[INPUT FOR THIS TASK]
/---
//! Outbound side: the remote content source and its error classification.

mod client;
mod error;
mod request;

pub use client::{HttpRemote, RemoteSource};
pub use error::{ErrorKind, RemoteError};
pub use request::FetchRequest;

pub(crate) use request::normalize;
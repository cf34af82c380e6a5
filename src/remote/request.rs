//! Request keys for remote content.

use serde::{Deserialize, Serialize};
use sha2::{Digest, Sha256};
use std::collections::BTreeMap;

/// Identifies what content a caller wants.
///
/// The subsystem never interprets `kind` or `params`; they are forwarded to the
/// remote and hashed into a stable identifier for persistence. `topic` is the
/// thematic tag used for keyed lookups when the network is unavailable.
#[derive(Debug, Clone, PartialEq, Eq, Serialize, Deserialize)]
pub struct FetchRequest {
  pub kind: String,
  #[serde(default, skip_serializing_if = "Option::is_none")]
  pub topic: Option<String>,
  #[serde(default, skip_serializing_if = "BTreeMap::is_empty")]
  pub params: BTreeMap<String, String>,
}

impl FetchRequest {
  pub fn new(kind: impl Into<String>) -> Self {
    Self {
      kind: kind.into(),
      topic: None,
      params: BTreeMap::new(),
    }
  }

  pub fn with_topic(mut self, topic: impl Into<String>) -> Self {
    self.topic = Some(topic.into());
    self
  }

  pub fn with_param(mut self, key: impl Into<String>, value: impl Into<String>) -> Self {
    self.params.insert(key.into(), value.into());
    self
  }

  /// Normalized kind; lookups never cross kinds.
  pub fn match_kind(&self) -> String {
    normalize(&self.kind)
  }

  /// Normalized topic used for keyed matching.
  pub fn match_topic(&self) -> Option<String> {
    self.topic.as_deref().map(normalize)
  }

  /// Stable identifier derived from the request.
  ///
  /// Two requests that differ only in case or surrounding whitespace map to the
  /// same identifier. The hash input is the JSON encoding of the normalized
  /// fields, so separators inside values cannot make two requests collide.
  pub fn identifier(&self) -> String {
    let params: BTreeMap<String, String> = self
      .params
      .iter()
      .map(|(k, v)| (normalize(k), normalize(v)))
      .collect();
    let key = (self.match_kind(), self.match_topic(), params);

    // Tuples of strings and maps always encode
    let input = serde_json::to_vec(&key).unwrap_or_default();

    // SHA256 hash for stable, fixed-length keys
    let mut hasher = Sha256::new();
    hasher.update(&input);
    let result = hasher.finalize();
    hex::encode(result)
  }

  /// Human readable form for logs.
  pub fn description(&self) -> String {
    match &self.topic {
      Some(topic) => format!("{} ({})", self.kind, topic),
      None => self.kind.clone(),
    }
  }
}

/// Trims whitespace and lowercases for case-insensitive matching.
pub(crate) fn normalize(s: &str) -> String {
  s.trim().to_lowercase()
}

#[cfg(test)]
mod tests {
  use super::*;

  #[test]
  fn test_identifier_is_stable() {
    let a = FetchRequest::new("story").with_topic("space");
    let b = FetchRequest::new("story").with_topic("space");
    assert_eq!(a.identifier(), b.identifier());
    assert_eq!(a.identifier().len(), 64);
  }

  #[test]
  fn test_identifier_normalizes() {
    let a = FetchRequest::new("Story").with_topic("  Space ");
    let b = FetchRequest::new("story").with_topic("space");
    assert_eq!(a.identifier(), b.identifier());
  }

  #[test]
  fn test_identifier_depends_on_params() {
    let a = FetchRequest::new("dialogue").with_param("turn", "1");
    let b = FetchRequest::new("dialogue").with_param("turn", "2");
    assert_ne!(a.identifier(), b.identifier());
  }

  #[test]
  fn test_identifier_separators_do_not_collide() {
    let packed = FetchRequest::new("story").with_param("a", "b&c=d");
    let split = FetchRequest::new("story")
      .with_param("a", "b")
      .with_param("c", "d");
    assert_ne!(packed.identifier(), split.identifier());

    let colon_kind = FetchRequest::new("story:space");
    let topic = FetchRequest::new("story").with_topic("space");
    assert_ne!(colon_kind.identifier(), topic.identifier());
  }

  #[test]
  fn test_match_kind_and_topic_are_normalized() {
    let request = FetchRequest::new(" Image ").with_topic("SPACE");
    assert_eq!(request.match_kind(), "image");
    assert_eq!(request.match_topic().as_deref(), Some("space"));
    assert_eq!(FetchRequest::new("image").match_topic(), None);
  }

  #[test]
  fn test_description() {
    assert_eq!(
      FetchRequest::new("story").with_topic("ocean").description(),
      "story (ocean)"
    );
    assert_eq!(FetchRequest::new("story").description(), "story");
  }
}
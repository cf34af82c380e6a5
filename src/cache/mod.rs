//! Delivery tiers and the resolver that cascades through them.
//!
//! - [`RecencyCache`]: bounded FIFO memory of recent network successes
//! - [`SqliteStorage`]: durable offline store, seeded at startup and pruned by age
//! - [`SyntheticTable`]: generic content that guarantees an answer
//! - [`FallbackResolver`]: network (with retries) → cache → offline store → synthetic

mod layer;
mod recency;
mod storage;
mod synthetic;
mod traits;

pub use layer::FallbackResolver;
pub use recency::RecencyCache;
pub use storage::{OfflineItem, OfflineStorage, Origin, SqliteStorage};
pub use synthetic::{default_json_table, SyntheticTable};
pub use traits::{Content, FetchResult, SourceTier};
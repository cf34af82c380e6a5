/// Current layout of a stored payload record.
pub const SCHEMA_VERSION: i64 = 1;

/// Schema for the offline store and progress tables.
pub const SCHEMA: &str = r#"
-- Offline content, one record per identifier (stores serialized JSON)
CREATE TABLE IF NOT EXISTS offline_items (
    entity_type TEXT NOT NULL,
    identifier TEXT NOT NULL,
    kind TEXT NOT NULL,
    topic TEXT,
    origin TEXT NOT NULL CHECK (origin IN ('seed', 'fetched')),
    schema_version INTEGER NOT NULL,
    data BLOB NOT NULL,
    created_at INTEGER NOT NULL,
    PRIMARY KEY (entity_type, identifier)
);

CREATE INDEX IF NOT EXISTS idx_offline_items_kind_topic
    ON offline_items(entity_type, kind, topic);

CREATE INDEX IF NOT EXISTS idx_offline_items_created
    ON offline_items(created_at);

-- Progress documents (streak state and recorded days)
CREATE TABLE IF NOT EXISTS progress (
    profile TEXT PRIMARY KEY,
    data TEXT NOT NULL,
    updated_at TEXT NOT NULL DEFAULT (datetime('now'))
);
"#;
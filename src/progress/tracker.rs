use chrono::{DateTime, Local, NaiveDate};
use serde::{Deserialize, Serialize};
use std::collections::BTreeSet;
use tracing::debug;

use super::streak::{self, StreakState};

/// Progress collaborator: owns the streak and the set of active days.
#[derive(Debug, Clone, Default, PartialEq, Eq, Serialize, Deserialize)]
pub struct ProgressTracker {
  state: StreakState,
  active_days: BTreeSet<NaiveDate>,
}

impl ProgressTracker {
  pub fn new() -> Self {
    Self::default()
  }

  pub fn state(&self) -> StreakState {
    self.state
  }

  /// Record activity on a calendar day and return the new streak.
  pub fn record_activity(&mut self, date: NaiveDate) -> StreakState {
    let mut next = streak::update(self.state, date);
    if self.active_days.insert(date) {
      next.total_active_days = next.total_active_days.saturating_add(1);
    }
    debug!(
      %date,
      current_streak = next.current_streak,
      total_active_days = next.total_active_days,
      "record_activity: updated"
    );
    self.state = next;
    next
  }

  /// Record activity at a local timestamp.
  pub fn record_activity_at(&mut self, at: DateTime<Local>) -> StreakState {
    self.record_activity(at.date_naive())
  }
}
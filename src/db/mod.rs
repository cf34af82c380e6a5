pub mod schema;

use color_eyre::{eyre::eyre, Result};
use deadpool_sqlite::{Config, Hook, HookError, Pool, Runtime};
use rusqlite::Connection;
use std::path::{Path, PathBuf};

/// Upper bound on open connections to one database file
const MAX_CONNECTIONS: usize = 8;

/// Pooled SQLite database.
///
/// Every call runs on a pooled connection inside the pool's blocking executor,
/// so independent writes use separate connections and only contend inside
/// SQLite itself.
pub struct Database {
  pool: Pool,
  path: PathBuf,
}

impl Database {
  /// Open or create the database at `path` and run migrations.
  pub async fn open(path: &Path) -> Result<Self> {
    // Ensure parent directory exists
    if let Some(parent) = path.parent() {
      if !parent.as_os_str().is_empty() {
        std::fs::create_dir_all(parent)
          .map_err(|e| eyre!("Failed to create database directory: {}", e))?;
      }
    }

    let pool = Config::new(path)
      .builder(Runtime::Tokio1)
      .map_err(|e| eyre!("Failed to create pool builder: {}", e))?
      .max_size(MAX_CONNECTIONS)
      .post_create(setup_hook())
      .build()
      .map_err(|e| eyre!("Failed to build connection pool: {}", e))?;

    let db = Self {
      pool,
      path: path.to_path_buf(),
    };

    db.interact(|conn| {
      conn
        .execute_batch(schema::SCHEMA)
        .map_err(|e| eyre!("Failed to run migrations: {}", e))
    })
    .await?;

    Ok(db)
  }

  /// Get the default database path
  pub fn default_path() -> Result<PathBuf> {
    let data_dir = dirs::data_dir()
      .or_else(|| dirs::home_dir().map(|p| p.join(".local/share")))
      .ok_or_else(|| eyre!("Could not determine data directory"))?;

    Ok(data_dir.join("steadyfetch").join("offline.db"))
  }

  pub fn path(&self) -> &Path {
    &self.path
  }

  /// Run `f` with a pooled connection, off the async workers.
  ///
  /// The closure runs to completion even if the returned future is dropped.
  pub async fn interact<F, R>(&self, f: F) -> Result<R>
  where
    F: FnOnce(&Connection) -> Result<R> + Send + 'static,
    R: Send + 'static,
  {
    let conn = self
      .pool
      .get()
      .await
      .map_err(|e| eyre!("Failed to get connection from pool: {}", e))?;

    conn
      .interact(move |conn| f(conn))
      .await
      .map_err(|e| eyre!("Database task failed: {}", e))?
  }
}

/// Per-connection setup: busy timeout before WAL so the switch waits on locks.
fn setup_connection(conn: &Connection) -> rusqlite::Result<()> {
  conn.execute_batch(
    "PRAGMA busy_timeout=5000; \
     PRAGMA journal_mode=WAL; \
     PRAGMA synchronous=NORMAL;",
  )
}

fn setup_hook() -> Hook {
  Hook::async_fn(|conn, _metrics| {
    Box::pin(async move {
      conn
        .interact(|conn| setup_connection(conn))
        .await
        .map_err(|e| HookError::Message(format!("interact failed: {e}").into()))?
        .map_err(|e| HookError::Message(format!("connection setup failed: {e}").into()))
    })
  })
}

#[cfg(test)]
mod tests {
  use super::*;
  use std::sync::atomic::{AtomicU32, Ordering};
  use std::sync::Arc;
  use std::time::{Duration, Instant};
  use tempfile::TempDir;

  #[tokio::test]
  async fn test_open_creates_parent_and_schema() {
    let dir = TempDir::new().expect("Failed to create temp dir");
    let path = dir.path().join("nested").join("offline.db");
    let db = Database::open(&path).await.unwrap();
    assert!(path.exists());

    let tables: i64 = db
      .interact(|conn| {
        conn
          .query_row(
            "SELECT COUNT(*) FROM sqlite_master WHERE type = 'table'
             AND name IN ('offline_items', 'progress')",
            [],
            |row| row.get(0),
          )
          .map_err(|e| eyre!("{}", e))
      })
      .await
      .unwrap();
    assert_eq!(tables, 2);
  }

  #[tokio::test]
  async fn test_connections_use_wal() {
    let dir = TempDir::new().unwrap();
    let db = Database::open(&dir.path().join("offline.db")).await.unwrap();

    let mode: String = db
      .interact(|conn| {
        conn
          .query_row("PRAGMA journal_mode", [], |row| row.get(0))
          .map_err(|e| eyre!("{}", e))
      })
      .await
      .unwrap();
    assert_eq!(mode.to_lowercase(), "wal");
  }

  #[tokio::test]
  async fn test_closure_error_propagates() {
    let dir = TempDir::new().unwrap();
    let db = Database::open(&dir.path().join("offline.db")).await.unwrap();

    let err = db
      .interact(|conn| {
        conn
          .execute("INSERT INTO no_such_table VALUES (1)", [])
          .map_err(|e| eyre!("insert failed: {}", e))
      })
      .await
      .unwrap_err();
    assert!(err.to_string().contains("insert failed"));

    // The pool is still usable afterwards
    let one: i64 = db
      .interact(|conn| {
        conn
          .query_row("SELECT 1", [], |row| row.get(0))
          .map_err(|e| eyre!("{}", e))
      })
      .await
      .unwrap();
    assert_eq!(one, 1);
  }

  #[tokio::test]
  async fn test_interactions_run_side_by_side() {
    let dir = TempDir::new().unwrap();
    let db = Database::open(&dir.path().join("offline.db")).await.unwrap();
    let arrived = Arc::new(AtomicU32::new(0));

    // Each closure waits until the other has started; a single shared
    // connection would make the first one give up.
    let rendezvous = || {
      let arrived = Arc::clone(&arrived);
      db.interact(move |_conn| {
        arrived.fetch_add(1, Ordering::SeqCst);
        let deadline = Instant::now() + Duration::from_secs(5);
        while arrived.load(Ordering::SeqCst) < 2 {
          if Instant::now() > deadline {
            return Err(eyre!("peer never started"));
          }
          std::thread::sleep(Duration::from_millis(1));
        }
        Ok(())
      })
    };

    let (a, b) = tokio::join!(rendezvous(), rendezvous());
    a.unwrap();
    b.unwrap();
  }
}
//! Resilient content delivery.
//!
//! Turns an unreliable, latency-variable remote call into an operation that
//! always answers: the remote is tried under a bounded retry policy, then a
//! bounded recency cache, then a persistent offline store, then a table of
//! synthetic defaults. Every answer is tagged with the tier that produced it.
//!
//! The crate also carries the streak calculator used by progress tracking.

pub mod app;
pub mod cache;
pub mod config;
pub mod db;
pub mod progress;
pub mod remote;
pub mod retry;

pub use cache::{FallbackResolver, FetchResult, SourceTier};
pub use remote::{ErrorKind, FetchRequest, RemoteError, RemoteSource};
pub use retry::{execute_with_retry, RetryConfig, RetryError};
//! Core traits and types for the delivery tiers.

use serde::{de::DeserializeOwned, Serialize};

use crate::remote::ErrorKind;

/// Trait for payloads that can travel through the tiers.
///
/// Payloads are opaque to the subsystem apart from a storage namespace and a
/// well-formedness check.
pub trait Content: Clone + Send + Sync + Serialize + DeserializeOwned + 'static {
  /// Entity type name for storage organization (e.g., "story", "image")
  fn entity_type() -> &'static str;

  /// False for payloads that must never be handed to a caller (null, empty).
  fn is_well_formed(&self) -> bool {
    true
  }
}

/// Opaque JSON content, used by the CLI.
impl Content for serde_json::Value {
  fn entity_type() -> &'static str {
    "content"
  }

  fn is_well_formed(&self) -> bool {
    match self {
      serde_json::Value::Null => false,
      serde_json::Value::String(s) => !s.trim().is_empty(),
      serde_json::Value::Array(a) => !a.is_empty(),
      serde_json::Value::Object(o) => !o.is_empty(),
      _ => true,
    }
  }
}

/// Indicates which tier answered.
#[derive(Debug, Clone, Copy, PartialEq, Eq, Hash)]
pub enum SourceTier {
  /// Fresh data from the network
  Network,
  /// Recently fetched data held in memory
  Cache,
  /// Data from the persistent offline store
  OfflineStore,
  /// Built-in generic content
  Synthetic,
}

impl SourceTier {
  /// True when the caller may want to show a "using saved content" hint.
  pub fn is_fallback(&self) -> bool {
    !matches!(self, SourceTier::Network)
  }
}

impl std::fmt::Display for SourceTier {
  fn fmt(&self, f: &mut std::fmt::Formatter<'_>) -> std::fmt::Result {
    let name = match self {
      SourceTier::Network => "network",
      SourceTier::Cache => "cache",
      SourceTier::OfflineStore => "offline",
      SourceTier::Synthetic => "synthetic",
    };
    f.write_str(name)
  }
}

/// Outcome of a resolve: always tagged with the tier that produced it.
#[derive(Debug, Clone, PartialEq)]
pub enum FetchResult<T> {
  Success { payload: T, tier: SourceTier },
  Failure(ErrorKind),
}

impl<T> FetchResult<T> {
  pub fn success(payload: T, tier: SourceTier) -> Self {
    FetchResult::Success { payload, tier }
  }

  pub fn is_success(&self) -> bool {
    matches!(self, FetchResult::Success { .. })
  }

  pub fn tier(&self) -> Option<SourceTier> {
    match self {
      FetchResult::Success { tier, .. } => Some(*tier),
      FetchResult::Failure(_) => None,
    }
  }

  pub fn payload(&self) -> Option<&T> {
    match self {
      FetchResult::Success { payload, .. } => Some(payload),
      FetchResult::Failure(_) => None,
    }
  }

  pub fn into_payload(self) -> Option<T> {
    match self {
      FetchResult::Success { payload, .. } => Some(payload),
      FetchResult::Failure(_) => None,
    }
  }
}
\---
[TASK]
Everything from the first line of the data through the line holding "network is unavailable." should be output exactly, and no other lines.

[PROBLEM SOLUTION]
//! Outbound side: the remote content source and its error classification.

mod client;
mod error;
mod request;

pub use client::{HttpRemote, RemoteSource};
pub use error::{ErrorKind, RemoteError};
pub use request::FetchRequest;

pub(crate) use request::normalize;
repository cf34af82c380e6a5
filename src/remote/request.rs
//! Request keys for remote content.

use serde::{Deserialize, Serialize};
use sha2::{Digest, Sha256};
use std::collections::BTreeMap;

/// Identifies what content a caller wants.
///
/// The subsystem never interprets `kind` or `params`; they are forwarded to the
/// remote and hashed into a stable identifier for persistence. `topic` is the
/// thematic tag used for keyed lookups when the network is unavailable.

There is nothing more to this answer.